What is PDB Fixer?
PDBFixer repairs PDB and mmCIF structure files in preparation for molecular dynamics simulations. Part of the OpenMM toolkit, it adds missing heavy atoms, hydrogens, and entire loops; converts modified residues to standard amino acids; selects single conformations from alternate locations; deletes unwanted chains; and builds explicit solvent boxes or lipid membranes around the system.
Experimental structures from X-ray crystallography and cryo-EM rarely arrive simulation-ready. They lack hydrogens, contain incomplete side chains from regions of poor electron density, include crystallization artifacts like buffers and duplicate chains, and frequently carry modified residues (selenomethionine, phosphoserine) that standard force fields cannot parameterize. GROMACS, AMBER, and OpenMM all reject the raw files. PDBFixer addresses these issues through eight correction passes:
- Missing hydrogens: Adds all hydrogens absent from X-ray structures, with pH-dependent protonation
- Missing heavy atoms: Completes side chain atoms truncated by poor electron density
- Missing terminal atoms: Caps chain ends with the appropriate terminal atoms
- Missing residues: Builds complete loops in disordered regions using SEQRES records
- Nonstandard residues: Converts modified amino acids to their standard equivalents
- Heterogens: Selectively removes or preserves ligands, ions, and water
- Alternate locations: Picks a single conformation when multiple are recorded
- Solvent/membrane: Wraps the structure in a water box or lipid bilayer for explicit solvent simulations
ProteinIQ accepts up to 10 structures per job and returns one fixed PDB per input with a combined run summary and applied-settings JSON file.
How to use PDB Fixer online
Upload a PDB or mmCIF file (or paste an RCSB PDB ID) to receive a repaired structure with missing atoms, hydrogens, and loops filled in. PDBFixer runs on cloud hardware with no local Python or OpenMM installation. Up to 10 structures can be submitted in a single job, each producing its own fixed PDB file and a shared run summary.
Step 1: Load the structure
Upload structure files or enter RCSB PDB IDs (1HSG for HIV-1 protease is a common test case). PDB (.pdb, .ent) and mmCIF/PDBx (.cif, .mmcif, .pdbx) formats are accepted, up to 50 MB per file. A single job holds up to 10 structures, all of which share the same repair settings.
Step 2: Configure core processing
Under "Core processing," keep Preparation preset set to Source defaults for source-faithful behavior, or choose MD preparation to standardize modified residues and use 0.15 M salt for solvent or membrane setup. Keep Heterogens set to Keep all to preserve ligands, ions, and water. To extract a single chain from a multi-chain complex, list the unwanted chain IDs in Remove chains (e.g., B, C).
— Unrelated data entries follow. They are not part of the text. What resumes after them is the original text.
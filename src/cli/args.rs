use crate::core::QueueMode;
use crate::services::DefaultRenderConfig;
use clap::Parser;
use std::path::PathBuf;

/// 位置引数を省略したときの分割ステップ
pub const DEFAULT_STEP: (usize, usize) = (2, 2);

/// 各軸を最低限この数の帯に分割する
pub const MIN_DIVISIONS: usize = 4;

#[derive(Parser, Debug)]
#[command(name = "tile_tracer")]
#[command(about = "Render a path-traced Cornell box on a fixed worker pool, one task per image region")]
#[command(version)]
pub struct Cli {
    /// Region width in pixels (must be given together with Y_STEP)
    #[arg(value_name = "X_STEP", requires = "y_step")]
    pub x_step: Option<usize>,

    /// Region height in pixels
    #[arg(value_name = "Y_STEP")]
    pub y_step: Option<usize>,

    /// Image width in pixels
    #[arg(long, default_value_t = 1024)]
    pub width: usize,

    /// Image height in pixels
    #[arg(long, default_value_t = 768)]
    pub height: usize,

    /// Samples per subpixel
    #[arg(short, long, default_value_t = 2)]
    pub samples: usize,

    /// Number of worker threads (defaults to the number of CPUs)
    #[arg(short, long)]
    pub threads: Option<usize>,

    /// How idle workers wait for tasks
    #[arg(long, value_enum, default_value_t = QueueMode::Blocking)]
    pub queue: QueueMode,

    /// Output image path (.ppm, or any format the image crate can write)
    #[arg(short, long, default_value = "image.ppm")]
    pub output: PathBuf,

    /// Write a JSON run summary to this path
    #[arg(long)]
    pub summary: Option<PathBuf>,

    /// Load spheres from a JSON scene file instead of the built-in Cornell box
    #[arg(long)]
    pub scene: Option<PathBuf>,

    /// Suppress progress output
    #[arg(short, long)]
    pub quiet: bool,
}

impl Cli {
    /// 位置引数の分割ステップ。省略時は既定値
    pub fn step(&self) -> (usize, usize) {
        match (self.x_step, self.y_step) {
            (Some(x_step), Some(y_step)) => (x_step, y_step),
            _ => DEFAULT_STEP,
        }
    }

    /// 引数からレンダリング設定を構築
    pub fn to_config(&self) -> DefaultRenderConfig {
        let (x_step, y_step) = self.step();
        let mut config = DefaultRenderConfig::default()
            .with_size(self.width, self.height)
            .with_samples(self.samples)
            .with_step(x_step, y_step)
            .with_queue_mode(self.queue)
            .with_min_divisions(MIN_DIVISIONS);
        if let Some(threads) = self.threads {
            config = config.with_threads(threads);
        }
        if let Some(scene) = &self.scene {
            config = config.with_scene_path(scene);
        }
        config
    }
}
Step 3: Select what to add
Under "Add options," Add missing heavy atoms and Add missing hydrogens are enabled by default. Both are required for MD simulations. Enable Add missing residues only when complete chains are needed; this step is slow for structures with large gaps.
Step 4: Add solvent or membrane (optional)
For explicit solvent MD, enable Add solvent box; the default adds counterions needed for neutralization without extra salt. Set ionic strength to 0.15 M for physiological salt. For membrane proteins, enable Add lipid membrane instead; solvent and membrane are mutually exclusive.
Step 5: Run and download
Click Fix Structure to start processing. Once complete, each repaired PDB can be downloaded directly or opened in the integrated PDB Viewer. A summary CSV covers the entire run, and a provenance JSON file records the requested settings and the resolved settings applied to each structure.
Multi-structure processing
Each input structure is processed independently and the output list preserves the original input order. When names are available, ProteinIQ keeps the original file names or RCSB identifiers for each repaired structure. If the incoming label is only a placeholder such as PDB 1, the platform attempts to recover a more useful name from the uploaded file name, the fetched identifier, or the PDB/mmCIF content itself.
Inputs and settings
Input requirements
| Input | Description |
|---|---|
PDB | A PDB or mmCIF file (.pdb, .ent, .cif, .mmcif, .pdbx), up to 50 MB. Up to 10 structures per job. PDB IDs fetch directly from RCSB. |
Core processing
pH value: Sets protonation states for titratable groups when adding hydrogens. Default7.0. The field only applies when "Add missing hydrogens" is enabled.Preparation preset:Source defaultspreserves PDBFixer defaults.MD preparationenables nonstandard residue replacement and sets ionic strength to0.15M for simulation setup.Heterogens:Keep allpreserves ligands, ions, and water from the original structure.Keep only waterremoves ligands and ions but preserves crystallographic waters.Remove allstrips everything except the protein chains.Remove chains: Comma-separated chain IDs to exclude (e.g.,B, C, D).Apply mutations: Point mutations introduced during processing. FormatCHAIN:ORIGINAL-POSITION-NEW(e.g.,A:ALA-57-GLY, B:VAL-123-ILE).
Add options
These settings control which structural elements PDBFixer adds to the input.
Add missing residues: Builds entire missing loops from SEQRES records. Off by default. Slow for structures with large gaps (10+ residue loops).Add missing heavy atoms: Completes truncated side chains. On by default. Required for most MD force fields.Add missing hydrogens: Adds hydrogens at the specified pH. On by default. Required for explicit hydrogen MD; can be disabled for rigid-body docking or implicit hydrogen force fields.Replace nonstandard residues: Converts modified amino acids (selenomethionine, phosphoserine) to their standard equivalents. Off by default to preserve deposited chemistry; enable it when standard force-field preparation requires standard residues.
Solvent box options
Adding explicit water creates a simulation-ready system. The protein is surrounded by a rectangular or truncated box of water molecules with counterions for charge neutralization.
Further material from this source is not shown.